I’ll be honest. For a long time, it felt like an impossibility.
A lot of my life is tied up in putting out “content.” I produce a weekly radio show, and several podcasts for clients, as well as my teaching duties. All of that required me to grind and churn out a lot of content each week.
But I hope you will understand that—for me at least—there is a real difference between putting out reliable content and doing things that are genuinely creative.
And so I’ve been wondering where this distinction comes from in my head.
I think in part it comes from the fact that a lot of the content creation I do is very rote. After making a few hundred radio show episodes, I have a real process in place for how it gets done. It doesn’t feel creative; it feels workaday. Similarly with my client work. Most of what I do feels like cleaning up audio and fixing minor problems along the way. I clear out the debris so my clients can see clearly what creative decisions need to be made. Perhaps they would describe the process differently, but that is how it has felt lately from my vantage point.
I have been writing, of course. Along with my co-conspirator, Katy Scrogin, I have been logging in a weekly post over at Walking the Wire. But even with this, I managed to find a way to have this feel less creative and more mechanical. I decided to write a series of “process” oriented articles, looking at how recovery from trauma affects my work in the classroom. So for the past six weeks or so, I had a trajectory I could rely on for the output.
All this is to say that I have been actively avoiding what we might call the “meta-questions” of the creative process. Those questions are things like “where do these ideas come from?” but also “How do you maneuver a story from a rough idea to a finished product.” Those kinds of things.
After several weeks away, however, I feel like the tanks are finally getting charged back up. Some circumstances have shifted—including the successful completion of the elections, as well as some new landscapes regarding my teaching work—that pulls me back into the orbit of thinking about the creative process.
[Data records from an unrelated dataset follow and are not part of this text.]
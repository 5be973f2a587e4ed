use sea_orm_migration::{prelude::*, schema::*};

use super::m20260901_000002_create_category_table::Category;

#[derive(DeriveMigrationName)]
pub struct Migration;

#[async_trait::async_trait]
impl MigrationTrait for Migration {
    async fn up(&self, manager: &SchemaManager) -> Result<(), DbErr> {
        manager
            .create_table(
                Table::create()
                    .table(Book::Table)
                    .if_not_exists()
                    .col(pk_auto(Book::Id))
                    .col(string(Book::Name))
                    .col(string(Book::NameSearch))
                    .col(string(Book::Author))
                    .col(string(Book::AuthorSearch))
                    .col(text_null(Book::Description))
                    .col(text_null(Book::DescriptionSearch))
                    .col(string_null(Book::Url))
                    .col(boolean(Book::IsPremium).default(true))
                    .col(boolean(Book::IsTop10Year).default(false))
                    .col(integer(Book::CategoryId))
                    .col(
                        timestamp_with_time_zone(Book::CreatedAt)
                            .default(Expr::current_timestamp())
                            .not_null(),
                    )
                    .col(
                        timestamp_with_time_zone(Book::UpdatedAt)
                            .default(Expr::current_timestamp())
                            .not_null(),
                    )
                    .foreign_key(
                        ForeignKey::create()
                            .name("fk_book_category_id")
                            .from(Book::Table, Book::CategoryId)
                            .to(Category::Table, Category::Id)
                            .on_delete(ForeignKeyAction::Cascade)
                            .on_update(ForeignKeyAction::Cascade),
                    )
                    .to_owned(),
            )
            .await
    }

    async fn down(&self, manager: &SchemaManager) -> Result<(), DbErr> {
        manager
            .drop_table(Table::drop().table(Book::Table).to_owned())
            .await
    }
}

#[derive(DeriveIden)]
pub enum Book {
    Table,
    Id,
    Name,
    NameSearch,
    Author,
    AuthorSearch,
    Description,
    DescriptionSearch,
    Url,
    IsPremium,
    #[sea_orm(iden = "is_top10_year")]
    IsTop10Year,
    CategoryId,
    CreatedAt,
    UpdatedAt,
}
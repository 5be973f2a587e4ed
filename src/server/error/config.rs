use thiserror::Error;

#[derive(Error, Debug)]
pub enum ConfigError {
    /// Required environment variable is not set.
    ///
    /// Check `.env.example` for the list of required configuration variables.
    #[error("Missing required environment variable: {0}")]
    MissingEnvVar(String),

    /// Environment variable is set but its value cannot be used.
    #[error("Invalid value for environment variable {name}: {reason}")]
    InvalidValue { name: String, reason: String },
}
use sea_orm::DatabaseConnection;

use crate::server::{
    collection::{validate_limit, validate_page, Collection, CollectionQuery},
    data::{
        book::BookRepository,
        chapter::ChapterRepository,
        episode::{EpisodeRepository, Neighbour},
        favorite::FavoriteRepository,
        TopToggle,
    },
    error::AppError,
    model::episode::{
        CreateEpisodeParams, Episode, EpisodeDetail, EpisodeProperties, EpisodeSearchParams,
        UpdateEpisodeParams, UserEpisode, MAX_TOP_EPISODES,
    },
};

pub struct EpisodeService<'a> {
    db: &'a DatabaseConnection,
}

impl<'a> EpisodeService<'a> {
    pub fn new(db: &'a DatabaseConnection) -> Self {
        Self { db }
    }

    /// # Returns
    /// - `Ok(Episode)` - The created episode
    /// - `Err(AppError::NotFound)` - The chapter doesn't exist
    pub async fn create(&self, params: CreateEpisodeParams) -> Result<Episode, AppError> {
        self.ensure_chapter(params.chapter_id).await?;

        let episode = EpisodeRepository::new(self.db).create(params).await?;

        tracing::info!(episode_id = episode.id, "Episode created");

        Ok(episode)
    }

    pub async fn get_by_id(&self, id: i32) -> Result<Option<Episode>, AppError> {
        Ok(EpisodeRepository::new(self.db).get_by_id(id).await?)
    }

    pub async fn get_collection(
        &self,
        query: &CollectionQuery,
    ) -> Result<Collection<Episode>, AppError> {
        let parsed = query.parse::<EpisodeProperties>()?;

        Ok(EpisodeRepository::new(self.db)
            .get_collection(parsed)
            .await?)
    }

    /// Gets a collection page with each episode flagged if `user_id` favorited it.
    pub async fn get_user_collection(
        &self,
        user_id: i32,
        query: &CollectionQuery,
    ) -> Result<Collection<UserEpisode>, AppError> {
        let episodes = self.get_collection(query).await?;

        let ids: Vec<i32> = episodes.items.iter().map(|e| e.id).collect();
        let favorites = FavoriteRepository::new(self.db)
            .get_favorited_among(user_id, &ids)
            .await?;

        Ok(episodes.map(|episode| UserEpisode {
            is_favorite: favorites.contains(&episode.id),
            episode,
        }))
    }

    pub async fn search(&self, params: EpisodeSearchParams) -> Result<Collection<Episode>, AppError> {
        validate_limit(params.limit)?;
        validate_page(params.page, params.limit)?;

        Ok(EpisodeRepository::new(self.db).search(params).await?)
    }

    pub async fn get_top(&self) -> Result<Vec<Episode>, AppError> {
        Ok(EpisodeRepository::new(self.db).get_top().await?)
    }

    /// Gets an episode with its chapter, book and the user's favorite flag.
    ///
    /// Returns None if the episode doesn't exist
    pub async fn get_detail(
        &self,
        user_id: i32,
        id: i32,
    ) -> Result<Option<EpisodeDetail>, AppError> {
        let Some(episode) = EpisodeRepository::new(self.db).get_by_id(id).await? else {
            return Ok(None);
        };

        let chapter = ChapterRepository::new(self.db)
            .get_by_id(episode.chapter_id)
            .await?
            .ok_or_else(|| {
                AppError::NotFound(format!("Chapter {} not found", episode.chapter_id))
            })?;
        let book = BookRepository::new(self.db)
            .get_by_id(chapter.book_id)
            .await?
            .ok_or_else(|| AppError::NotFound(format!("Book {} not found", chapter.book_id)))?;
        let is_favorite = FavoriteRepository::new(self.db)
            .is_favorite(user_id, episode.id)
            .await?;

        Ok(Some(EpisodeDetail {
            episode,
            chapter,
            book,
            is_favorite,
        }))
    }

    /// Gets the next or previous episode in the same chapter.
    ///
    /// # Returns
    /// - `Ok(Some(Episode))` - The neighbour
    /// - `Ok(None)` - The episode is at that end of its chapter
    /// - `Err(AppError::NotFound)` - The episode doesn't exist
    pub async fn get_neighbour(
        &self,
        id: i32,
        neighbour: Neighbour,
    ) -> Result<Option<Episode>, AppError> {
        let repo = EpisodeRepository::new(self.db);

        let episode = repo
            .get_by_id(id)
            .await?
            .ok_or_else(|| AppError::NotFound(format!("Episode {} not found", id)))?;

        Ok(repo.get_neighbour(&episode, neighbour).await?)
    }

    /// Flips the episode's top flag.
    ///
    /// # Returns
    /// - `Ok(Some(Episode))` - The updated episode
    /// - `Ok(None)` - The episode doesn't exist
    /// - `Err(AppError::BadRequest)` - Marking would exceed `MAX_TOP_EPISODES`
    pub async fn toggle_top(&self, id: i32) -> Result<Option<Episode>, AppError> {
        match EpisodeRepository::new(self.db).toggle_top(id, MAX_TOP_EPISODES).await? {
            TopToggle::Toggled(episode) => Ok(Some(episode)),
            TopToggle::Missing => Ok(None),
            TopToggle::CapReached => Err(AppError::BadRequest(format!(
                "At most {} episodes can be marked as top",
                MAX_TOP_EPISODES
            ))),
        }
    }

    pub async fn update(&self, params: UpdateEpisodeParams) -> Result<Option<Episode>, AppError> {
        if let Some(chapter_id) = params.chapter_id {
            self.ensure_chapter(chapter_id).await?;
        }

        Ok(EpisodeRepository::new(self.db).update(params).await?)
    }

    pub async fn delete(&self, id: i32) -> Result<bool, AppError> {
        Ok(EpisodeRepository::new(self.db).delete(id).await?)
    }

    async fn ensure_chapter(&self, chapter_id: i32) -> Result<(), AppError> {
        if !ChapterRepository::new(self.db).exists(chapter_id).await? {
            return Err(AppError::NotFound(format!(
                "Chapter {} not found",
                chapter_id
            )));
        }

        Ok(())
    }
}
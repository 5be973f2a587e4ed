use crate::server::{
    data::book::BookRepository,
    model::book::{CreateBookParams, UpdateBookParams},
};
use sea_orm::DbErr;
use test_utils::{builder::TestBuilder, factory};

mod create;
mod toggle_top;
mod update;
use super::*;
use crate::server::data::TopToggle;

/// Tests that a mark beyond the cap leaves the episode and the top list untouched.
///
/// Expected: CapReached, then Toggled once another episode is unmarked
#[tokio::test]
async fn respects_cap_within_transaction() -> Result<(), DbErr> {
    let test = TestBuilder::new()
        .with_content_tables()
        .build()
        .await
        .unwrap();
    let db = test.db.as_ref().unwrap();

    let (_, _, chapter, episode) = factory::helpers::create_episode_with_dependencies(db).await?;
    let mut flagged = Vec::new();
    for _ in 0..2 {
        flagged.push(
            factory::episode::EpisodeFactory::new(db, chapter.id)
                .top(true)
                .build()
                .await?,
        );
    }

    let repo = EpisodeRepository::new(db);

    assert!(matches!(
        repo.toggle_top(episode.id, 2).await?,
        TopToggle::CapReached
    ));
    assert!(!repo.get_by_id(episode.id).await?.unwrap().is_top);
    assert_eq!(repo.get_top().await?.len(), 2);

    assert!(matches!(
        repo.toggle_top(flagged[0].id, 2).await?,
        TopToggle::Toggled(ref e) if !e.is_top
    ));
    let TopToggle::Toggled(marked) = repo.toggle_top(episode.id, 2).await? else {
        panic!("expected the episode to be marked");
    };
    assert!(marked.is_top);

    Ok(())
}

#[tokio::test]
async fn missing_episode() -> Result<(), DbErr> {
    let test = TestBuilder::new()
        .with_content_tables()
        .build()
        .await
        .unwrap();
    let db = test.db.as_ref().unwrap();

    assert!(matches!(
        EpisodeRepository::new(db).toggle_top(99, 10).await?,
        TopToggle::Missing
    ));

    Ok(())
}
use axum::{
    extract::State,
    http::{HeaderMap, StatusCode},
    response::IntoResponse,
    Json,
};

use crate::{
    model::{api::ErrorDto, statistics::CountsDto},
    server::{
        error::AppError,
        middleware::auth::{AuthGuard, Permission},
        service::statistics::StatisticsService,
        state::AppState,
    },
};

/// Tag for grouping statistics endpoints in OpenAPI documentation
pub static STATISTICS_TAG: &str = "statistics";

/// Get the number of users, categories, books, chapters and episodes.
///
/// # Access Control
/// - `Admin`
#[utoipa::path(
    get,
    path = "/api/statistics/counts",
    tag = STATISTICS_TAG,
    security(("bearer" = [])),
    responses(
        (status = 200, description = "Row counts", body = CountsDto),
        (status = 401, description = "Not authenticated", body = ErrorDto),
        (status = 403, description = "Not an admin", body = ErrorDto),
        (status = 500, description = "Internal server error", body = ErrorDto)
    ),
)]
pub async fn get_counts(
    State(state): State<AppState>,
    headers: HeaderMap,
) -> Result<impl IntoResponse, AppError> {
    let _ = AuthGuard::new(&state.db, &state.tokens, &headers)
        .require(&[Permission::Admin])
        .await?;

    let counts = StatisticsService::new(&state.db).counts().await?;

    Ok((StatusCode::OK, Json(counts.into_dto())))
}
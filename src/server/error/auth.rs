use axum::{
    http::StatusCode,
    response::{IntoResponse, Response},
};
use thiserror::Error;

use crate::server::error::error_response;

#[derive(Error, Debug)]
pub enum AuthError {
    /// No `Authorization: Bearer` header on a protected route.
    #[error("Missing bearer token")]
    MissingToken,

    /// The bearer token failed signature or expiry validation.
    #[error("Invalid token: {0}")]
    InvalidToken(#[source] jsonwebtoken::errors::Error),

    /// The token is valid but its subject no longer exists.
    #[error("User {0} from token not found in database")]
    UserNotInDatabase(i32),

    /// Authenticated user lacks a required role.
    ///
    /// # Fields
    /// - User ID
    /// - Description of what was attempted, for logs only
    #[error("User {0} denied access: {1}")]
    AccessDenied(i32, String),

    /// Refresh token does not match the one stored for the user.
    #[error("Refresh token for user {0} is revoked or replaced")]
    RefreshTokenRevoked(i32),

    #[error("User already exists")]
    UserExists,

    #[error("User does not exist")]
    UserDoesNotExist,

    #[error("Password is incorrect")]
    IncorrectPassword,

    #[error("Current password is incorrect")]
    IncorrectCurrentPassword,

    #[error("Invalid or expired reset token")]
    InvalidResetToken,
}

/// Converts authentication errors into HTTP responses.
///
/// Token failures are logged at debug level; clients only see a generic message so that
/// token internals do not leak.
///
/// # Returns
/// - 400 Bad Request - credential and reset-code failures
/// - 401 Unauthorized - missing or invalid token, unknown token subject
/// - 403 Forbidden - missing role, revoked refresh token
impl IntoResponse for AuthError {
    fn into_response(self) -> Response {
        match self {
            Self::MissingToken | Self::InvalidToken(_) | Self::UserNotInDatabase(_) => {
                tracing::debug!("{}", self);
                error_response(StatusCode::UNAUTHORIZED, "Unauthorized".to_string())
            }
            Self::AccessDenied(_, _) | Self::RefreshTokenRevoked(_) => {
                tracing::debug!("{}", self);
                error_response(StatusCode::FORBIDDEN, "Access Denied".to_string())
            }
            Self::UserExists
            | Self::UserDoesNotExist
            | Self::IncorrectPassword
            | Self::IncorrectCurrentPassword
            | Self::InvalidResetToken => error_response(StatusCode::BAD_REQUEST, self.to_string()),
        }
    }
}
//! Domain models and operation parameters.
//!
//! Models convert from entities at the repository boundary (`from_entity`) and into DTOs at
//! the controller boundary (`into_dto`). Parameter types carry validated input from
//! controllers into services. Each listable resource also declares its
//! `CollectionProperties` here.

pub mod auth;
pub mod book;
pub mod category;
pub mod chapter;
pub mod episode;
pub mod iap;
pub mod statistics;
pub mod user;
//! Route table, CORS, request tracing and API documentation.

use axum::{
    http::HeaderValue,
    routing::{get, patch, post},
    Router,
};
use tower_http::{
    cors::{Any, CorsLayer},
    trace::TraceLayer,
};
use utoipa::{
    openapi::security::{HttpAuthScheme, HttpBuilder, SecurityScheme},
    Modify, OpenApi,
};
use utoipa_swagger_ui::SwaggerUi;

use crate::server::{
    controller::{auth, book, category, chapter, episode, iap, statistics, user},
    state::AppState,
};

#[derive(OpenApi)]
#[openapi(
    info(title = "podcast", description = "Podcast and audiobook content API"),
    modifiers(&BearerSecurity),
    paths(
        auth::sign_up,
        auth::sign_in,
        auth::logout,
        auth::refresh,
        auth::me,
        auth::change_password,
        auth::forgot_password,
        auth::reset_password,
        user::create_user,
        user::get_users,
        user::get_user_by_id,
        user::update_user,
        user::delete_user,
        user::mark_favorite_episode,
        user::unmark_favorite_episode,
        user::get_favorite_episodes,
        category::create_category,
        category::get_categories,
        category::get_category_value_labels,
        category::get_category_by_id,
        category::update_category,
        category::delete_category,
        book::create_book,
        book::get_books,
        book::get_book_value_labels,
        book::get_top_books,
        book::get_book_by_id,
        book::toggle_top_book,
        book::update_book,
        book::delete_book,
        chapter::create_chapter,
        chapter::get_chapters,
        chapter::get_chapter_by_id,
        chapter::get_chapter_episodes,
        chapter::update_chapter,
        chapter::delete_chapter,
        episode::create_episode,
        episode::get_episodes,
        episode::get_user_episodes,
        episode::search_episodes,
        episode::get_top_episodes,
        episode::get_lyrics,
        episode::get_episode_by_id,
        episode::get_episode_detail,
        episode::get_next_episode,
        episode::get_previous_episode,
        episode::toggle_top_episode,
        episode::transcribe_episode,
        episode::update_episode,
        episode::delete_episode,
        iap::verify_android_receipt,
        statistics::get_counts,
    ),
)]
pub struct ApiDoc;

/// Registers the `bearer` JWT scheme referenced by protected paths.
struct BearerSecurity;

impl Modify for BearerSecurity {
    fn modify(&self, openapi: &mut utoipa::openapi::OpenApi) {
        let components = openapi.components.get_or_insert_with(Default::default);
        components.add_security_scheme(
            "bearer",
            SecurityScheme::Http(
                HttpBuilder::new()
                    .scheme(HttpAuthScheme::Bearer)
                    .bearer_format("JWT")
                    .build(),
            ),
        );
    }
}

pub fn router() -> Router<AppState> {
    Router::new()
        .route("/api/auth/signup", post(auth::sign_up))
        .route("/api/auth/signin", post(auth::sign_in))
        .route("/api/auth/logout", get(auth::logout))
        .route("/api/auth/refresh", get(auth::refresh))
        .route("/api/auth/me", get(auth::me))
        .route("/api/auth/change-password", patch(auth::change_password))
        .route("/api/auth/forgot-password", post(auth::forgot_password))
        .route("/api/auth/reset-password", post(auth::reset_password))
        .route("/api/users", post(user::create_user).get(user::get_users))
        .route(
            "/api/users/{id}",
            get(user::get_user_by_id)
                .patch(user::update_user)
                .delete(user::delete_user),
        )
        .route(
            "/api/users/favorite/episode/{episode_id}",
            patch(user::mark_favorite_episode),
        )
        .route(
            "/api/users/unmark-favorite/episode/{episode_id}",
            patch(user::unmark_favorite_episode),
        )
        .route(
            "/api/users/favorite/episodes",
            get(user::get_favorite_episodes),
        )
        .route(
            "/api/categories",
            post(category::create_category).get(category::get_categories),
        )
        .route(
            "/api/categories/value-labels",
            get(category::get_category_value_labels),
        )
        .route(
            "/api/categories/{id}",
            get(category::get_category_by_id)
                .patch(category::update_category)
                .delete(category::delete_category),
        )
        .route("/api/books", post(book::create_book).get(book::get_books))
        .route("/api/books/value-labels", get(book::get_book_value_labels))
        .route("/api/books/top", get(book::get_top_books))
        .route(
            "/api/books/{id}",
            get(book::get_book_by_id)
                .patch(book::update_book)
                .delete(book::delete_book),
        )
        .route("/api/books/{id}/top", patch(book::toggle_top_book))
        .route(
            "/api/chapters",
            post(chapter::create_chapter).get(chapter::get_chapters),
        )
        .route(
            "/api/chapters/{id}",
            get(chapter::get_chapter_by_id)
                .patch(chapter::update_chapter)
                .delete(chapter::delete_chapter),
        )
        .route(
            "/api/chapters/{id}/episodes",
            get(chapter::get_chapter_episodes),
        )
        .route(
            "/api/episodes",
            post(episode::create_episode).get(episode::get_episodes),
        )
        .route("/api/episodes/me", get(episode::get_user_episodes))
        .route("/api/episodes/search", get(episode::search_episodes))
        .route("/api/episodes/top", get(episode::get_top_episodes))
        .route("/api/episodes/audio/lyrics", get(episode::get_lyrics))
        .route(
            "/api/episodes/{id}",
            get(episode::get_episode_by_id)
                .patch(episode::update_episode)
                .delete(episode::delete_episode),
        )
        .route("/api/episodes/{id}/me", get(episode::get_episode_detail))
        .route("/api/episodes/{id}/next", get(episode::get_next_episode))
        .route("/api/episodes/{id}/prev", get(episode::get_previous_episode))
        .route("/api/episodes/{id}/top", patch(episode::toggle_top_episode))
        .route(
            "/api/episodes/{id}/transcribe",
            post(episode::transcribe_episode),
        )
        .route(
            "/api/iap/verify-receipt/android",
            post(iap::verify_android_receipt),
        )
        .route("/api/statistics/counts", get(statistics::get_counts))
}

/// Builds the full application: API routes, Swagger UI, CORS and request tracing.
pub fn app(state: AppState, cors_allowed_origins: &[String]) -> Router {
    router()
        .with_state(state)
        .merge(SwaggerUi::new("/api/docs").url("/api/docs/openapi.json", ApiDoc::openapi()))
        .layer(cors_layer(cors_allowed_origins))
        .layer(TraceLayer::new_for_http())
}

/// Restricts CORS to the configured origins, or allows any origin when none are set.
fn cors_layer(allowed_origins: &[String]) -> CorsLayer {
    let origins: Vec<HeaderValue> = allowed_origins
        .iter()
        .filter_map(|origin| origin.parse().ok())
        .collect();

    let cors = CorsLayer::new().allow_headers(Any).allow_methods(Any);

    if origins.is_empty() {
        cors.allow_origin(Any)
    } else {
        cors.allow_origin(origins)
    }
}
//! Account lifecycle: signup, signin, token rotation and password management.
//!
//! Refresh tokens and passwords are stored as Argon2 hashes. Reset codes are short-lived
//! five-digit numbers stored alongside their expiry.

pub mod password;
pub mod token;

use chrono::{Duration, Utc};
use rand::Rng;
use sea_orm::DatabaseConnection;

use crate::{
    model::auth::{ChangePasswordDto, ResetPasswordDto, SignInDto, SignUpDto},
    server::{
        data::user::UserRepository,
        error::{auth::AuthError, AppError},
        model::{
            auth::AuthSession,
            user::{CreateUserParams, Profile},
        },
        service::{mail::Mailer, user::UserService},
    },
};

use password::{hash_secret, verify_secret};
use token::{TokenPair, TokenService};

/// How long a password-reset code stays valid.
pub const RESET_CODE_TTL_MINUTES: i64 = 5;

pub struct AuthService<'a> {
    db: &'a DatabaseConnection,
    tokens: &'a TokenService,
}

impl<'a> AuthService<'a> {
    pub fn new(db: &'a DatabaseConnection, tokens: &'a TokenService) -> Self {
        Self { db, tokens }
    }

    /// Registers a regular user and signs them in.
    ///
    /// # Returns
    /// - `Ok(AuthSession)` - The new user with an issued token pair
    /// - `Err(AuthError::UserExists)` - The email is already registered
    pub async fn sign_up(&self, dto: SignUpDto) -> Result<AuthSession, AppError> {
        let repo = UserRepository::new(self.db);

        if repo.find_by_email(&dto.email).await?.is_some() {
            return Err(AuthError::UserExists.into());
        }

        let password_hash = hash_secret(&dto.password)?;
        let user = repo
            .create(CreateUserParams::from_sign_up(dto, password_hash))
            .await?;

        tracing::info!(user_id = user.id, "User signed up");

        let tokens = self.rotate_tokens(user.id, &user.email).await?;

        Ok(AuthSession {
            user_id: user.id,
            name: user.name,
            email: user.email,
            tokens,
        })
    }

    /// # Returns
    /// - `Ok(AuthSession)` - Credentials matched
    /// - `Err(AuthError::UserDoesNotExist)` - Unknown email
    /// - `Err(AuthError::IncorrectPassword)` - Wrong password
    pub async fn sign_in(&self, dto: SignInDto) -> Result<AuthSession, AppError> {
        let repo = UserRepository::new(self.db);

        let user = repo
            .find_by_email(&dto.email)
            .await?
            .ok_or(AuthError::UserDoesNotExist)?;

        if !verify_secret(&dto.password, &user.password)? {
            return Err(AuthError::IncorrectPassword.into());
        }

        let tokens = self.rotate_tokens(user.id, &user.email).await?;

        Ok(AuthSession {
            user_id: user.id,
            name: user.name,
            email: user.email,
            tokens,
        })
    }

    /// Revokes the stored refresh token.
    pub async fn logout(&self, user_id: i32) -> Result<(), AppError> {
        UserRepository::new(self.db)
            .set_refresh_token(user_id, None)
            .await?;

        Ok(())
    }

    /// Exchanges a refresh token for a new token pair.
    ///
    /// The presented token must be the one most recently issued to the user; each refresh
    /// replaces it.
    ///
    /// # Returns
    /// - `Ok(TokenPair)` - Rotated tokens
    /// - `Err(AuthError::InvalidToken)` - Bad signature or expired
    /// - `Err(AuthError::RefreshTokenRevoked)` - Logged out or superseded token
    pub async fn refresh(&self, refresh_token: &str) -> Result<TokenPair, AppError> {
        let claims = self.tokens.verify_refresh(refresh_token)?;

        let user = UserRepository::new(self.db)
            .find_by_id(claims.sub)
            .await?
            .ok_or(AuthError::UserNotInDatabase(claims.sub))?;

        let matches = match user.refresh_token.as_deref() {
            Some(stored) => verify_secret(refresh_token, stored)?,
            None => false,
        };
        if !matches {
            return Err(AuthError::RefreshTokenRevoked(user.id).into());
        }

        self.rotate_tokens(user.id, &user.email).await
    }

    pub async fn profile(&self, user_id: i32) -> Result<Profile, AppError> {
        UserService::new(self.db)
            .get_profile(user_id)
            .await?
            .ok_or_else(|| AuthError::UserNotInDatabase(user_id).into())
    }

    pub async fn change_password(
        &self,
        user_id: i32,
        dto: ChangePasswordDto,
    ) -> Result<(), AppError> {
        let repo = UserRepository::new(self.db);

        let user = repo
            .find_by_id(user_id)
            .await?
            .ok_or(AuthError::UserNotInDatabase(user_id))?;

        if !verify_secret(&dto.current_password, &user.password)? {
            return Err(AuthError::IncorrectCurrentPassword.into());
        }

        repo.set_password(user.id, hash_secret(&dto.new_password)?)
            .await?;

        Ok(())
    }

    /// Generates a reset code for `email` and hands it to the mailer.
    ///
    /// # Returns
    /// - `Ok(())` - Code stored and delivered
    /// - `Err(AppError::NotFound)` - No user with that email
    pub async fn forgot_password(&self, email: &str, mailer: &dyn Mailer) -> Result<(), AppError> {
        let repo = UserRepository::new(self.db);

        let user = repo
            .find_by_email(email)
            .await?
            .ok_or_else(|| AppError::NotFound("User does not exist".to_string()))?;

        let code = generate_reset_code();
        let expires_at = Utc::now() + Duration::minutes(RESET_CODE_TTL_MINUTES);
        repo.set_reset_token(user.id, code.clone(), expires_at)
            .await?;

        mailer.send_reset_code(&user.email, &user.name, &code).await
    }

    /// # Returns
    /// - `Ok(())` - Password replaced and code consumed
    /// - `Err(AuthError::UserDoesNotExist)` - Unknown email
    /// - `Err(AuthError::InvalidResetToken)` - Code differs or has expired
    pub async fn reset_password(&self, dto: ResetPasswordDto) -> Result<(), AppError> {
        let repo = UserRepository::new(self.db);

        let user = repo
            .find_by_email(&dto.email)
            .await?
            .ok_or(AuthError::UserDoesNotExist)?;

        let valid = match (user.reset_token.as_deref(), user.reset_token_expires_at) {
            (Some(stored), Some(expires_at)) => stored == dto.token && expires_at > Utc::now(),
            _ => false,
        };
        if !valid {
            return Err(AuthError::InvalidResetToken.into());
        }

        repo.set_password(user.id, hash_secret(&dto.new_password)?)
            .await?;

        tracing::info!(user_id = user.id, "Password reset");

        Ok(())
    }

    /// Issues a new pair and stores the refresh token's hash, replacing any previous one.
    async fn rotate_tokens(&self, user_id: i32, email: &str) -> Result<TokenPair, AppError> {
        let tokens = self.tokens.issue_pair(user_id, email)?;

        UserRepository::new(self.db)
            .set_refresh_token(user_id, Some(hash_secret(&tokens.refresh_token)?))
            .await?;

        Ok(tokens)
    }
}

fn generate_reset_code() -> String {
    let mut rng = rand::rng();

    rng.random_range(10000..100000).to_string()
}

#[cfg(test)]
mod tests;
This afternoon I took part in a panel as part of the Northfield Authors and Artists Festival. The focus of the panel was to discuss the process of blogging—particularly with regard to spirituality and naturalism. It ended up being a delightful conversation, and I will post a link to the recording when it is available.
As part of the discussion, we all talked about “why we do this.” The best answer I came up with is that I need to keep working, on a number of fronts, on a number of subjects, in a number of different formats, in the hopes that out of all this amassed material, some small pieces will actually be of value.
I guess this is a weird version of the then-thousand hour’s rule that Malcolm Gladwell talks about, which basically says that all expertise comes not so much from talent, but rather from doggedly showing up and working away at something for enough hours that you get good at it. That has certainly been borne out in my own experiences; I have seen a lot of talents (including writing) come online in my soul because I kept showing up.
I mentioned my friend Katy Scrogin. We’ve known each other for around twenty years, and in that time we have come to call this “being too dumb to quit.” Because literally everything screams at you to stop doing things that are uncomfortable, and not being good at something is perhaps the most uncomfortable thing that you might actually still choose to do (as opposed to those situations where you are forced to do something).
So the production—all the continued levels of output I do in the world—is done in the hopes of the possibility that some corners of it, here and there, will be worth more than mere content and filler. That somehow, some of the pieces of it, will actually touch somebody else’s soul.
Not often, but just enough.
That will make all the showing up and rattling into the dark worth it.
Sorry I was gone for so long. I won’t do that again if I can help it.
Thank you again for sticking with me, and thank you for reading.
Thanks, David! I love that, being too dumb to quit. Ha. Wonderful thoughts on creativity and work. A college asked about my weekend one time, I said I was working on a story. He then asked about my work as an educator and asked, what do you do here? And how do you differentiate what is work? I think that is part of what you're talking about.